Work through the data below and copy out every line where "self" is found.

═══

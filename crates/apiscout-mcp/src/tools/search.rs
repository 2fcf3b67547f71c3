// ABOUTME: MCP tool for keyword search across an API's operations
// ABOUTME: Returns matching endpoints with full parameter tables, capped at a bounded limit
//
// SPDX-License-Identifier: MIT OR Apache-2.0
// Copyright (c) 2026 dravr.ai

use std::fmt::Write;

use apiscout::catalog::{effective_search_limit, DEFAULT_SEARCH_LIMIT, MAX_SEARCH_LIMIT};
use apiscout::{ApiError, ApiRegistry, EndpointRecord};
use async_trait::async_trait;
use serde_json::{json, Value};

use crate::protocol::{CallToolResult, ToolDefinition};
use crate::tools::{api_scope, input_schema, required_string_arg, resolve_api, McpTool};

/// Searches operationIds, paths, summaries, descriptions, and tags
pub struct SearchApi;

#[async_trait]
impl McpTool for SearchApi {
    fn name(&self) -> &'static str {
        "search_api"
    }

    fn definition(&self, registry: &ApiRegistry) -> Option<ToolDefinition> {
        Some(ToolDefinition {
            name: self.name().to_owned(),
            description: format!(
                "Search for API endpoints by keyword{}.\n\
                 Searches in paths, operationIds, summaries, descriptions, and tags.\n\
                 Returns matching endpoints with full details including parameters.",
                api_scope(registry)
            ),
            input_schema: input_schema(
                registry,
                vec![
                    (
                        "keyword",
                        json!({
                            "type": "string",
                            "description": "Keyword to search for in API paths, operationIds, summaries, and descriptions"
                        }),
                    ),
                    (
                        "limit",
                        json!({
                            "type": "integer",
                            "description": format!(
                                "Maximum number of results to return (default: {DEFAULT_SEARCH_LIMIT}, max: {MAX_SEARCH_LIMIT})"
                            )
                        }),
                    ),
                ],
                &["keyword"],
            ),
        })
    }

    async fn execute(
        &self,
        registry: &ApiRegistry,
        arguments: &Value,
    ) -> Result<CallToolResult, ApiError> {
        let entry = match resolve_api(registry, arguments) {
            Ok(entry) => entry,
            Err(result) => return Ok(result),
        };
        let keyword = match required_string_arg(arguments, "keyword") {
            Ok(keyword) => keyword,
            Err(result) => return Ok(result),
        };

        let limit = effective_search_limit(arguments.get("limit").and_then(Value::as_i64));
        let matches = entry.catalog().search(keyword, limit);

        if matches.is_empty() {
            return Ok(CallToolResult::text(format!(
                "No endpoints found matching '{keyword}'.\n\
                 Try different keywords or use list_api_categories to browse."
            )));
        }

        let mut out = format!("# Search Results for '{keyword}'\n\n");
        writeln!(out, "Found {} endpoints (showing max {limit})\n", matches.len())?;
        for endpoint in matches {
            write_endpoint_details(&mut out, endpoint)?;
            out.push_str("\n---\n\n");
        }

        Ok(CallToolResult::text(out))
    }
}

/// Full endpoint description with a parameter table
fn write_endpoint_details(out: &mut String, endpoint: &EndpointRecord) -> Result<(), ApiError> {
    writeln!(out, "## {}", endpoint.operation_id)?;
    writeln!(out, "**{}** `{}`\n", endpoint.method, endpoint.path)?;

    if !endpoint.summary.is_empty() {
        writeln!(out, "{}\n", endpoint.summary)?;
    }
    if !endpoint.description.is_empty() && endpoint.description != endpoint.summary {
        writeln!(out, "{}\n", endpoint.description)?;
    }
    if !endpoint.tags.is_empty() {
        writeln!(out, "**Tags:** {}\n", endpoint.tags.join(", "))?;
    }

    if endpoint.parameters.is_empty() {
        out.push_str("**Parameters:** None\n");
        return Ok(());
    }

    out.push_str("**Parameters:**\n\n");
    out.push_str("| Name | Location | Type | Required | Description |\n");
    out.push_str("|------|----------|------|----------|-------------|\n");
    for param in &endpoint.parameters {
        writeln!(
            out,
            "| {} | {} | {} | {} | {} |",
            param.name,
            param.location,
            param.declared_type,
            if param.required { "Yes" } else { "No" },
            param.description.replace('\n', " ")
        )?;
    }
    Ok(())
}

#[cfg(test)]
mod tests {
    use apiscout::{ApiEntry, EndpointCatalog, HttpMethod};

    use super::*;
    use crate::tools::test_support::{single, CountingClient};

    fn many(count: usize) -> ApiRegistry {
        let endpoints = (0..count)
            .map(|i| EndpointRecord::new(format!("listItems{i}"), HttpMethod::Get, format!("/items/{i}")))
            .collect();
        ApiRegistry::new(vec![ApiEntry::new(
            "items",
            EndpointCatalog::new(endpoints),
            CountingClient::new("{}"),
        )])
    }

    async fn found(registry: &ApiRegistry, arguments: Value) -> usize {
        let result = SearchApi.execute(registry, &arguments).await.expect("execute");
        result.first_text().matches("\n---\n").count()
    }

    #[tokio::test]
    async fn limit_is_clamped_and_reported() {
        let result = SearchApi
            .execute(&single(), &json!({"keyword": "pet", "limit": 100}))
            .await
            .expect("execute");
        let text = result.first_text();
        assert!(text.starts_with("# Search Results for 'pet'"));
        assert!(text.contains("Found 3 endpoints (showing max 50)"));
        assert_eq!(text.matches("\n---\n").count(), 3);
    }

    #[tokio::test]
    async fn default_and_maximum_limits() {
        let registry = many(60);
        assert_eq!(found(&registry, json!({"keyword": "items"})).await, 10);
        assert_eq!(found(&registry, json!({"keyword": "items", "limit": "20"})).await, 10);
        assert_eq!(found(&registry, json!({"keyword": "items", "limit": 2.5})).await, 10);
        assert_eq!(found(&registry, json!({"keyword": "items", "limit": 0})).await, 10);
        assert_eq!(found(&registry, json!({"keyword": "items", "limit": 3})).await, 3);
        assert_eq!(found(&registry, json!({"keyword": "items", "limit": 500})).await, 50);
    }

    #[tokio::test]
    async fn details_include_parameter_table() {
        let result = SearchApi
            .execute(&single(), &json!({"keyword": "getPetById"}))
            .await
            .expect("execute");
        let text = result.first_text();
        assert!(text.contains("**GET** `/pet/{petId}`"));
        assert!(text.contains("**Tags:** pet"));
        assert!(text.contains("| petId | path | integer | Yes | ID of pet to return |"));
    }

    #[tokio::test]
    async fn no_match_is_not_an_error() {
        let result = SearchApi
            .execute(&single(), &json!({"keyword": "invoice"}))
            .await
            .expect("execute");
        assert!(!result.is_error());
        assert!(result.first_text().starts_with("No endpoints found matching 'invoice'"));
    }

    #[tokio::test]
    async fn parameterless_endpoint_says_none() {
        let result = SearchApi
            .execute(&single(), &json!({"keyword": "/health"}))
            .await
            .expect("execute");
        assert!(result.first_text().contains("**Parameters:** None"));
    }
}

═══

• Finished exercise
    fn name(&self) -> &'static str {
    fn definition(&self, registry: &ApiRegistry) -> Option<ToolDefinition> {
            name: self.name().to_owned(),
        &self,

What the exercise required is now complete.